Bizarrement, l'opinion publique a entretenu à l'égard de Hitler et à l'égard du NSDAP des sentiments différents, quasiment jusqu'à la défaite. Alors que les « petits Hitler », au contact direct de la population, furent bien vite rendus responsables de l'écart grandissant entre les grandioses promesses du programme nazi et la lamentable réalité de la vie quotidienne, Hitler était expressément exclu de toute critique. L'idée s'était en effet très tôt répandue que Hitler était maintenu dans l'ignorance des abus incessants de ses subalternes. Cette croyance protégeait Hitler de l'impopularité dont étaient l'objet les membres de son parti.
La vérité était bien différente, le fonctionnement extrêmement centralisé de l'Etat hitlérien, décrit par Martin Broszat garantissant une information assez fine du Chef de l'Etat. Mais les Allemands ne l'ont réalisé que tardivement, avec Stalingrad, lorsque la responsabilité directe de Hitler dans la débâcle n'a plus pu être rejetée sur son entourage.

La séduction exercée par le Führer reposait sur une image faussée du véritable Hitler. Alors qu'il a été démontré que l'impérialisme et l'antisémitisme ont, depuis 1919 au moins, structuré la pensée politique de Hitler, le Führer n'a pas construit sa popularité sur ces deux idées. Bien au contraire. Face à une Allemagne dont on ignorait qu'elle avait été si pacifiste, Hitler prit soin d'apparaître comme un homme de paix, soucieux certes de laver l'humiliation subie à Versailles, mais veillant à y parvenir sans que soit tiré un seul coup de feu. D'ailleurs si l'Anschluss ou le règlement de Munich lui valurent une popularité accrue, elle était due au soulagement d'avoir évité la guerre. Quant à l'antisémitisme viscéral de Hitler, Kershaw montre qu'il ne fut guère partagé par la population et que, pour ce motif même, Hitler l'occulta de ses interventions publiques dès 1922 lui préférant un anitimarxisme autrement plus populaire.

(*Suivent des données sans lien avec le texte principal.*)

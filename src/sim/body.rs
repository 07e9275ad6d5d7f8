//! Axis-aligned rectangle geometry shared by every entity
//!
//! A body is defined by its top-left corner and its extent:
//! - position: top-left corner in field coordinates (y grows downward)
//! - width, height: size in pixels

use glam::Vec2;
use serde::{Deserialize, Serialize};

/// Named colors used by entities
#[derive(Debug, Clone, Copy, PartialEq, Eq, Serialize, Deserialize)]
pub enum Color {
    Black,
    White,
    Gray,
    Red,
    Orange,
    Yellow,
    Green,
    Blue,
    LightBlue,
    Gold,
}

impl Color {
    /// Row palette used by the level layouts
    pub const PALETTE: [Color; 5] = [
        Color::Red,
        Color::Orange,
        Color::Yellow,
        Color::Green,
        Color::Blue,
    ];

    /// CSS color name (for canvas fill styles)
    pub fn as_css(&self) -> &'static str {
        match self {
            Color::Black => "black",
            Color::White => "white",
            Color::Gray => "gray",
            Color::Red => "red",
            Color::Orange => "orange",
            Color::Yellow => "yellow",
            Color::Green => "green",
            Color::Blue => "blue",
            Color::LightBlue => "lightblue",
            Color::Gold => "gold",
        }
    }
}

/// A colored rectangle in the field
#[derive(Debug, Clone, PartialEq, Serialize, Deserialize)]
pub struct Body {
    /// Top-left corner
    pub pos: Vec2,
    pub width: f32,
    pub height: f32,
    pub color: Color,
}

impl Body {
    pub fn new(pos: Vec2, width: f32, height: f32, color: Color) -> Self {
        Self {
            pos,
            width,
            height,
            color,
        }
    }

    #[inline]
    pub fn left(&self) -> f32 {
        self.pos.x
    }

    #[inline]
    pub fn right(&self) -> f32 {
        self.pos.x + self.width
    }

    #[inline]
    pub fn top(&self) -> f32 {
        self.pos.y
    }

    #[inline]
    pub fn bottom(&self) -> f32 {
        self.pos.y + self.height
    }

    /// Center of the rectangle
    pub fn center(&self) -> Vec2 {
        self.pos + Vec2::new(self.width / 2.0, self.height / 2.0)
    }

    /// Strict bounding-box intersection (touching edges do not overlap)
    pub fn overlaps(&self, other: &Body) -> bool {
        self.left() < other.right()
            && self.right() > other.left()
            && self.top() < other.bottom()
            && self.bottom() > other.top()
    }

    /// Whether the rectangle lies entirely inside `[min, max]`
    pub fn inside(&self, min: Vec2, max: Vec2) -> bool {
        self.left() >= min.x && self.right() <= max.x && self.top() >= min.y && self.bottom() <= max.y
    }
}

/// Box overlap test between two bodies
#[inline]
pub fn box_overlap(a: &Body, b: &Body) -> bool {
    a.overlaps(b)
}

#[cfg(test)]
mod tests {
    use super::*;

    fn body(x: f32, y: f32, w: f32, h: f32) -> Body {
        Body::new(Vec2::new(x, y), w, h, Color::White)
    }

    #[test]
    fn test_overlap_partial() {
        let a = body(0.0, 0.0, 10.0, 10.0);
        let b = body(5.0, 5.0, 10.0, 10.0);
        assert!(box_overlap(&a, &b));
        assert!(box_overlap(&b, &a));
    }

    #[test]
    fn test_touching_edges_do_not_overlap() {
        let a = body(0.0, 0.0, 10.0, 10.0);
        let right = body(10.0, 0.0, 10.0, 10.0);
        let below = body(0.0, 10.0, 10.0, 10.0);
        assert!(!box_overlap(&a, &right));
        assert!(!box_overlap(&a, &below));
    }

    #[test]
    fn test_containment_overlaps() {
        let outer = body(0.0, 0.0, 100.0, 100.0);
        let inner = body(40.0, 40.0, 5.0, 5.0);
        assert!(box_overlap(&outer, &inner));
    }

    #[test]
    fn test_center() {
        let a = body(10.0, 20.0, 70.0, 25.0);
        assert_eq!(a.center(), Vec2::new(45.0, 32.5));
    }

    #[test]
    fn test_inside() {
        let a = body(10.0, 10.0, 20.0, 20.0);
        assert!(a.inside(Vec2::ZERO, Vec2::new(30.0, 30.0)));
        assert!(!a.inside(Vec2::new(11.0, 0.0), Vec2::new(30.0, 30.0)));
    }

    #[test]
    fn test_css_names() {
        assert_eq!(Color::LightBlue.as_css(), "lightblue");
        assert_eq!(Color::PALETTE[0], Color::Red);
    }
}
//! Draw pass
//!
//! The game draws itself against an abstract [`Surface`] so the simulation
//! never touches a platform API. The wasm32 build implements `Surface` for the
//! browser canvas; tests use a recording surface.

use glam::Vec2;

use crate::sim::{Ball, Block, Body, Color, Game, GameStatus, Paddle, PowerUp};

/// Horizontal anchor for text
#[derive(Debug, Clone, Copy, PartialEq, Eq)]
pub enum TextAlign {
    Left,
    Center,
}

/// Minimal 2D drawing target
pub trait Surface {
    fn fill_rect(&mut self, x: f32, y: f32, width: f32, height: f32, color: Color);
    fn stroke_rect(&mut self, x: f32, y: f32, width: f32, height: f32, color: Color);
    fn fill_circle(&mut self, center: Vec2, radius: f32, color: Color);
    fn fill_text(
        &mut self,
        text: &str,
        x: f32,
        y: f32,
        size_px: f32,
        align: TextAlign,
        color: Color,
    );
    /// Global opacity for subsequent draws, in [0, 1]
    fn set_alpha(&mut self, alpha: f32);
}

/// HUD layout
const HUD_TEXT_SIZE: f32 = 20.0;
const HUD_MARGIN: f32 = 20.0;
const HUD_BASELINE: f32 = 30.0;
const EFFECT_TEXT_SIZE: f32 = 16.0;
const EFFECT_TOP: f32 = 50.0;
const EFFECT_SPACING: f32 = 25.0;
const MESSAGE_TEXT_SIZE: f32 = 30.0;
/// Banner fades out over its last stretch
const MESSAGE_FADE_MS: f32 = 300.0;
const OVERLAY_ALPHA: f32 = 0.7;
const OVERLAY_TEXT_SIZE: f32 = 40.0;
const HINT_TEXT_SIZE: f32 = 20.0;
/// How far a collected capsule grows before vanishing
const COLLECT_GROWTH: f32 = 10.0;

/// Everything that shows up on the field, in draw order
pub enum Entity<'a> {
    Wall(Body),
    Block(&'a Block),
    Paddle(&'a Paddle),
    Ball(&'a Ball),
    PowerUp(&'a PowerUp),
}

impl Entity<'_> {
    pub fn draw(&self, surface: &mut impl Surface) {
        match self {
            Entity::Wall(body) => fill_body(surface, body),
            Entity::Block(block) => {
                let b = &block.body;
                fill_body(surface, b);
                surface.stroke_rect(b.pos.x, b.pos.y, b.width, b.height, Color::Black);
            }
            Entity::Paddle(paddle) => fill_body(surface, &paddle.body),
            Entity::Ball(ball) => {
                let b = &ball.body;
                surface.fill_circle(b.center(), b.width / 2.0, b.color);
            }
            Entity::PowerUp(power_up) => draw_power_up(surface, power_up),
        }
    }
}

fn fill_body(surface: &mut impl Surface, body: &Body) {
    surface.fill_rect(body.pos.x, body.pos.y, body.width, body.height, body.color);
}

fn draw_power_up(surface: &mut impl Surface, power_up: &PowerUp) {
    let b = &power_up.body;
    let radius = b.width / 2.0;

    if power_up.collected {
        let t = power_up.collect_progress();
        surface.set_alpha(1.0 - t);
        surface.fill_circle(b.center(), radius + COLLECT_GROWTH * t, b.color);
        surface.set_alpha(1.0);
        return;
    }

    surface.fill_circle(b.center(), radius, b.color);
    // Highlight
    surface.set_alpha(0.7);
    surface.fill_circle(b.pos + Vec2::splat(b.width / 3.0), b.width / 6.0, Color::White);
    surface.set_alpha(1.0);
}

impl Game {
    /// Field entities in draw order: walls, live blocks, paddle, balls, power-ups
    pub fn entities(&self) -> impl Iterator<Item = Entity<'_>> {
        self.walls()
            .into_iter()
            .map(Entity::Wall)
            .chain(self.blocks.iter().filter(|b| !b.destroyed).map(Entity::Block))
            .chain(std::iter::once(Entity::Paddle(&self.paddle)))
            .chain(self.balls.iter().map(Entity::Ball))
            .chain(self.power_ups.iter().map(Entity::PowerUp))
    }

    /// Draw one full frame
    pub fn draw(&self, surface: &mut impl Surface) {
        let w = self.config.field_width;
        let h = self.config.field_height;

        surface.set_alpha(1.0);
        surface.fill_rect(0.0, 0.0, w, h, Color::Black);

        for entity in self.entities() {
            entity.draw(surface);
        }

        self.draw_hud(surface);

        match self.status {
            GameStatus::Playing => {}
            GameStatus::GameOver => draw_overlay(surface, w, h, "GAME OVER"),
            GameStatus::Won if self.is_final_level() => {
                draw_overlay(surface, w, h, "GAME COMPLETED!");
            }
            GameStatus::Won => {
                let text = format!("LEVEL {} COMPLETED!", self.level);
                draw_overlay(surface, w, h, &text);
                surface.fill_text(
                    "Press SPACE for next level",
                    w / 2.0,
                    h / 2.0 + 50.0,
                    HINT_TEXT_SIZE,
                    TextAlign::Center,
                    Color::White,
                );
            }
        }
    }

    fn draw_hud(&self, surface: &mut impl Surface) {
        let w = self.config.field_width;
        let h = self.config.field_height;

        // Active effects with whole seconds left
        let mut y = EFFECT_TOP;
        for (kind, remaining) in self.active_effects() {
            let seconds = (remaining / 1000.0).ceil() as u32;
            let text = format!("{} ({}s)", kind.label(), seconds);
            surface.fill_text(
                &text,
                w / 2.0 - 80.0,
                y,
                EFFECT_TEXT_SIZE,
                TextAlign::Left,
                Color::White,
            );
            y += EFFECT_SPACING;
        }

        let blocks = format!("Blocks: {}/{}", self.blocks_destroyed, self.total_blocks);
        let lives = format!("Lives: {}", self.lives);
        for (text, x) in [(blocks, HUD_MARGIN), (lives, w - 100.0)] {
            surface.fill_text(
                &text,
                x,
                HUD_BASELINE,
                HUD_TEXT_SIZE,
                TextAlign::Left,
                Color::White,
            );
        }

        if let Some(message) = self.power_up_message() {
            surface.set_alpha((message.remaining / MESSAGE_FADE_MS).min(1.0));
            surface.fill_text(
                message.text,
                w / 2.0,
                h / 2.0 - 100.0,
                MESSAGE_TEXT_SIZE,
                TextAlign::Center,
                Color::White,
            );
            surface.set_alpha(1.0);
        }
    }
}

/// Dim the field and show a status line
fn draw_overlay(surface: &mut impl Surface, w: f32, h: f32, text: &str) {
    surface.set_alpha(OVERLAY_ALPHA);
    surface.fill_rect(0.0, 0.0, w, h, Color::Black);
    surface.set_alpha(1.0);
    surface.fill_text(
        text,
        w / 2.0,
        h / 2.0,
        OVERLAY_TEXT_SIZE,
        TextAlign::Center,
        Color::White,
    );
}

Le mythe peut fonctionner durablement, même si un « abîme » (p. 307) le sépare de la réalité. En revanche, comme l'avait théorisé Max Weber, le leader charismatique est condamné à voler de succès en succès.

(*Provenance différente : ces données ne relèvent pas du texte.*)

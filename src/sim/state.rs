//! Game state and entity types
//!
//! `Game` is the aggregate root: it owns the paddle, balls, blocks and
//! power-ups, plus the run bookkeeping (level, lives, status, effects).

use glam::Vec2;
use rand::{Rng, SeedableRng};
use rand_pcg::Pcg32;
use serde::{Deserialize, Serialize};

use super::body::{Body, Color};
use super::collision::clamp_speed;
use super::layout::generate_level;
use crate::config::GameConfig;
use crate::consts::*;

/// Current status of the run
#[derive(Debug, Clone, Copy, PartialEq, Eq, Serialize, Deserialize)]
pub enum GameStatus {
    /// Active gameplay
    Playing,
    /// Lives ran out
    GameOver,
    /// Every destructible block of the level is gone
    Won,
}

/// Power-up types
#[derive(Debug, Clone, Copy, PartialEq, Eq, Serialize, Deserialize)]
pub enum PowerUpKind {
    SlowMotion,
    ExpandPaddle,
    Multiball,
    ExtraLife,
}

impl PowerUpKind {
    pub const COUNT: usize = 4;
    pub const ALL: [PowerUpKind; Self::COUNT] = [
        PowerUpKind::SlowMotion,
        PowerUpKind::ExpandPaddle,
        PowerUpKind::Multiball,
        PowerUpKind::ExtraLife,
    ];

    /// Slot in per-kind tables
    #[inline]
    pub fn index(self) -> usize {
        self as usize
    }

    /// Uniform pick among all kinds
    pub fn random(rng: &mut impl Rng) -> Self {
        Self::ALL[rng.random_range(0..Self::COUNT)]
    }

    pub fn color(self) -> Color {
        match self {
            PowerUpKind::SlowMotion => Color::LightBlue,
            PowerUpKind::ExpandPaddle => Color::Green,
            PowerUpKind::Multiball => Color::Orange,
            PowerUpKind::ExtraLife => Color::Red,
        }
    }

    /// Banner shown when the power-up is caught
    pub fn message(self) -> &'static str {
        match self {
            PowerUpKind::SlowMotion => "SLOW MOTION!",
            PowerUpKind::ExpandPaddle => "EXPANDED PADDLE!",
            PowerUpKind::Multiball => "MULTI BALL!",
            PowerUpKind::ExtraLife => "EXTRA LIFE!",
        }
    }

    /// HUD label for the active-effect list
    pub fn label(self) -> &'static str {
        match self {
            PowerUpKind::SlowMotion => "SLOW MOTION",
            PowerUpKind::ExpandPaddle => "EXPANDED PADDLE",
            PowerUpKind::Multiball => "MULTI BALL",
            PowerUpKind::ExtraLife => "EXTRA LIFE",
        }
    }

    /// Whether the effect runs on a countdown timer
    pub fn is_timed(self) -> bool {
        self != PowerUpKind::ExtraLife
    }
}

/// A ball entity
#[derive(Debug, Clone, Serialize, Deserialize)]
pub struct Ball {
    pub body: Body,
    pub vel: Vec2,
    /// Free-moving (false = resting on the paddle)
    pub in_play: bool,
    /// The ball that survives resets; exactly one per game
    pub main: bool,
}

impl Ball {
    pub fn new(body: Body) -> Self {
        Self {
            body,
            vel: Vec2::ZERO,
            in_play: false,
            main: false,
        }
    }

    /// The ball every game starts with
    pub fn main_ball(field_width: f32, field_height: f32) -> Self {
        let mut ball = Self::new(Body::new(
            Vec2::new(field_width / 2.0, field_height - 50.0),
            BALL_SIZE,
            BALL_SIZE,
            Color::White,
        ));
        ball.main = true;
        ball
    }

    #[inline]
    pub fn speed(&self) -> f32 {
        self.vel.length()
    }

    /// Park the ball centered just above the paddle
    pub fn rest_on(&mut self, paddle: &Paddle) {
        let p = &paddle.body;
        self.body.pos.x = p.pos.x + p.width / 2.0 - self.body.width / 2.0;
        self.body.pos.y = p.pos.y - self.body.height - BALL_REST_GAP;
    }

    /// Integrate position (in play) or follow the paddle (resting)
    pub fn update(&mut self, dt: f32, paddle: &Paddle, max_speed: f32) {
        if self.in_play {
            self.body.pos += self.vel * dt;
            self.vel = clamp_speed(self.vel, max_speed);
        } else {
            self.rest_on(paddle);
        }
    }

    /// Put the ball in play, heading upward within the launch cone
    pub fn launch(&mut self, speed: f32, max_speed: f32, rng: &mut impl Rng) {
        let angle = rng.random_range(-LAUNCH_HALF_ANGLE..=LAUNCH_HALF_ANGLE);
        self.vel = clamp_speed(Vec2::new(angle.sin(), -angle.cos()) * speed, max_speed);
        self.in_play = true;
    }

    /// Back to resting state
    pub fn reset(&mut self) {
        self.in_play = false;
        self.vel = Vec2::ZERO;
    }
}

/// The player's paddle
#[derive(Debug, Clone, Serialize, Deserialize)]
pub struct Paddle {
    pub body: Body,
    /// Horizontal velocity (y is always 0)
    pub vel: Vec2,
}

impl Paddle {
    pub fn new(field_width: f32, field_height: f32, width: f32) -> Self {
        Self {
            body: Body::new(
                Vec2::new(field_width / 2.0 - width / 2.0, field_height - PADDLE_BOTTOM_OFFSET),
                width,
                PADDLE_HEIGHT,
                Color::Blue,
            ),
            vel: Vec2::ZERO,
        }
    }

    #[inline]
    pub fn center_x(&self) -> f32 {
        self.body.pos.x + self.body.width / 2.0
    }

    /// Keep the paddle inside `[0, field_width - width]`
    pub fn clamp_to(&mut self, field_width: f32) {
        let max_x = (field_width - self.body.width).max(0.0);
        self.body.pos.x = self.body.pos.x.clamp(0.0, max_x);
    }

    /// Move the paddle so its center sits at `x`
    pub fn center_on(&mut self, x: f32, field_width: f32) {
        self.body.pos.x = x - self.body.width / 2.0;
        self.clamp_to(field_width);
    }

    /// Change width while keeping the current center
    pub fn resize(&mut self, width: f32, field_width: f32) {
        let center = self.center_x();
        self.body.width = width;
        self.center_on(center, field_width);
    }

    pub fn update(&mut self, dt: f32, field_width: f32) {
        self.body.pos += self.vel * dt;
        self.clamp_to(field_width);
    }
}

/// A block entity
#[derive(Debug, Clone, Serialize, Deserialize)]
pub struct Block {
    pub body: Body,
    /// Hit and gone; kept in storage until the level is regenerated
    pub destroyed: bool,
    /// Reflects the ball but never breaks; excluded from the win count
    pub indestructible: bool,
    /// Power-up released when the block breaks
    pub power_up: Option<PowerUpKind>,
}

impl Block {
    pub fn new(pos: Vec2, width: f32, height: f32, color: Color) -> Self {
        Self {
            body: Body::new(pos, width, height, color),
            destroyed: false,
            indestructible: false,
            power_up: None,
        }
    }

    /// Returns true if this block must be destroyed to clear the level
    pub fn counts_for_clear(&self) -> bool {
        !self.indestructible
    }
}

/// A falling power-up capsule
#[derive(Debug, Clone, Serialize, Deserialize)]
pub struct PowerUp {
    pub body: Body,
    pub kind: PowerUpKind,
    pub vel: Vec2,
    /// Caught by the paddle, playing the collect animation
    pub collected: bool,
    /// Elapsed collect animation (ms)
    pub collected_time: f32,
}

impl PowerUp {
    /// Spawn a capsule centered on `center`
    pub fn new(center: Vec2, kind: PowerUpKind) -> Self {
        let half = POWER_UP_SIZE / 2.0;
        Self {
            body: Body::new(
                center - Vec2::splat(half),
                POWER_UP_SIZE,
                POWER_UP_SIZE,
                kind.color(),
            ),
            kind,
            vel: Vec2::new(0.0, POWER_UP_FALL_SPEED),
            collected: false,
            collected_time: 0.0,
        }
    }

    pub fn update(&mut self, dt: f32) {
        if self.collected {
            self.collected_time += dt;
        } else {
            self.body.pos += self.vel * dt;
        }
    }

    /// Collect animation progress in [0, 1]
    pub fn collect_progress(&self) -> f32 {
        (self.collected_time / POWER_UP_COLLECT_MS).clamp(0.0, 1.0)
    }

    pub fn animation_done(&self) -> bool {
        self.collected && self.collected_time > POWER_UP_COLLECT_MS
    }
}

/// Active power-up effects, one countdown slot per kind
#[derive(Debug, Clone, Default, Serialize, Deserialize)]
pub struct ActiveEffects {
    /// Remaining time per kind (ms); `None` = inactive
    pub timers: [Option<f32>; PowerUpKind::COUNT],
    /// Paddle width before the expand effect kicked in
    pub paddle_base_width: Option<f32>,
}

impl ActiveEffects {
    #[inline]
    pub fn is_active(&self, kind: PowerUpKind) -> bool {
        self.timers[kind.index()].is_some()
    }

    #[inline]
    pub fn remaining(&self, kind: PowerUpKind) -> Option<f32> {
        self.timers[kind.index()]
    }

    /// Active kinds with their remaining time, in kind order
    pub fn iter(&self) -> impl Iterator<Item = (PowerUpKind, f32)> + '_ {
        PowerUpKind::ALL
            .iter()
            .filter_map(|&kind| self.remaining(kind).map(|t| (kind, t)))
    }

    pub fn clear(&mut self) {
        *self = Self::default();
    }
}

/// Transient banner shown after a catch
#[derive(Debug, Clone, Copy, PartialEq)]
pub struct PowerUpMessage {
    pub text: &'static str,
    /// Remaining display time (ms)
    pub remaining: f32,
}

/// Complete game state
#[derive(Debug, Clone)]
pub struct Game {
    pub config: GameConfig,
    /// Current level (1-based)
    pub level: u32,
    pub lives: u32,
    /// Destructible blocks broken this level
    pub blocks_destroyed: u32,
    /// Destructible blocks created for this level
    pub total_blocks: u32,
    pub status: GameStatus,
    pub paddle: Paddle,
    /// All balls; exactly one carries the `main` flag
    pub balls: Vec<Ball>,
    pub blocks: Vec<Block>,
    pub power_ups: Vec<PowerUp>,
    pub effects: ActiveEffects,
    /// Multiplier applied to physics deltas (slow motion)
    pub time_scale: f32,
    /// Player is holding the slow-motion control
    pub manual_slow_motion: bool,
    pub message: Option<PowerUpMessage>,
    pub(crate) rng: Pcg32,
}

impl Game {
    /// Create a game at level 1 with a seeded RNG
    pub fn new(config: GameConfig, seed: u64) -> Self {
        let paddle = Paddle::new(config.field_width, config.field_height, config.paddle_width);
        let mut ball = Ball::main_ball(config.field_width, config.field_height);
        ball.rest_on(&paddle);

        let mut game = Self {
            level: 1,
            lives: config.starting_lives,
            blocks_destroyed: 0,
            total_blocks: 0,
            status: GameStatus::Playing,
            paddle,
            balls: vec![ball],
            blocks: Vec::new(),
            power_ups: Vec::new(),
            effects: ActiveEffects::default(),
            time_scale: 1.0,
            manual_slow_motion: false,
            message: None,
            rng: Pcg32::seed_from_u64(seed),
            config,
        };
        game.load_level();
        game
    }

    /// Regenerate blocks for the current level
    pub fn load_level(&mut self) {
        self.blocks = generate_level(self.level, &self.config.level_config(), &mut self.rng);
        self.total_blocks = self.blocks.iter().filter(|b| b.counts_for_clear()).count() as u32;
        self.blocks_destroyed = 0;
        log::info!(
            "Level {} loaded: {} blocks ({} destructible)",
            self.level,
            self.blocks.len(),
            self.total_blocks
        );
    }

    /// The three walls: left, top, right (there is no floor)
    pub fn walls(&self) -> [Body; 3] {
        let w = self.config.field_width;
        let h = self.config.field_height;
        [
            Body::new(Vec2::ZERO, WALL_THICKNESS, h, Color::Gray),
            Body::new(Vec2::ZERO, w, WALL_THICKNESS, Color::Gray),
            Body::new(Vec2::new(w - WALL_THICKNESS, 0.0), WALL_THICKNESS, h, Color::Gray),
        ]
    }

    pub fn main_ball(&self) -> Option<&Ball> {
        self.balls.iter().find(|b| b.main)
    }

    pub fn is_final_level(&self) -> bool {
        self.level >= self.config.max_levels
    }

    /// Remove a fallen ball, handing the main flag on if needed
    pub(crate) fn remove_ball(&mut self, index: usize) {
        let removed = self.balls.remove(index);
        if removed.main {
            if let Some(first) = self.balls.first_mut() {
                first.main = true;
            }
        }
    }

    /// Launch the main ball if it is resting
    pub fn launch(&mut self) {
        let speed = self.config.initial_speed;
        let max_speed = self.config.max_ball_speed;
        let Some(index) = self.balls.iter().position(|b| b.main) else {
            return;
        };
        if !self.balls[index].in_play {
            self.balls[index].launch(speed, max_speed, &mut self.rng);
            log::debug!("Ball launched");
        }
    }

    /// Restart after a loss, or advance after a win
    pub fn reset(&mut self) {
        if self.status == GameStatus::Won && self.level < self.config.max_levels {
            self.level += 1;
            log::info!("Advancing to level {}", self.level);
        } else {
            self.level = 1;
            self.lives = self.config.starting_lives;
            log::info!("Starting new run");
        }
        self.load_level();
        self.status = GameStatus::Playing;

        // Restore size first so centering uses the real width
        self.paddle.body.width = self.config.paddle_width;
        self.paddle.vel = Vec2::ZERO;
        self.paddle
            .center_on(self.config.field_width / 2.0, self.config.field_width);

        let mut main = match self.balls.iter().position(|b| b.main) {
            Some(i) => self.balls.swap_remove(i),
            None => Ball::main_ball(self.config.field_width, self.config.field_height),
        };
        main.reset();
        main.rest_on(&self.paddle);
        self.balls.clear();
        self.balls.push(main);

        self.power_ups.clear();
        self.effects.clear();
        self.time_scale = 1.0;
        self.manual_slow_motion = false;
        self.message = None;
    }
}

L'effondrement du mythe Hitler était inéluctable avec la prolongation du conflit. Très finement, Kershaw ne date pas ce reflux de Stalingrad : « L'apport du choc colossal provoqué par Stalingrad (…) a été d'ouvrir les vannes à une critique qui affleurait déjà » (p. 233). Il soutient que l'opinion s'est graduellement détachée de Hitler en 1942 lorsque l'espérance d'une victoire rapide s'est transformée en désir de paix et que l'incapacité du Führer à mettre fin à la guerre, sinon à la gagner, s'est peu à peu révélée.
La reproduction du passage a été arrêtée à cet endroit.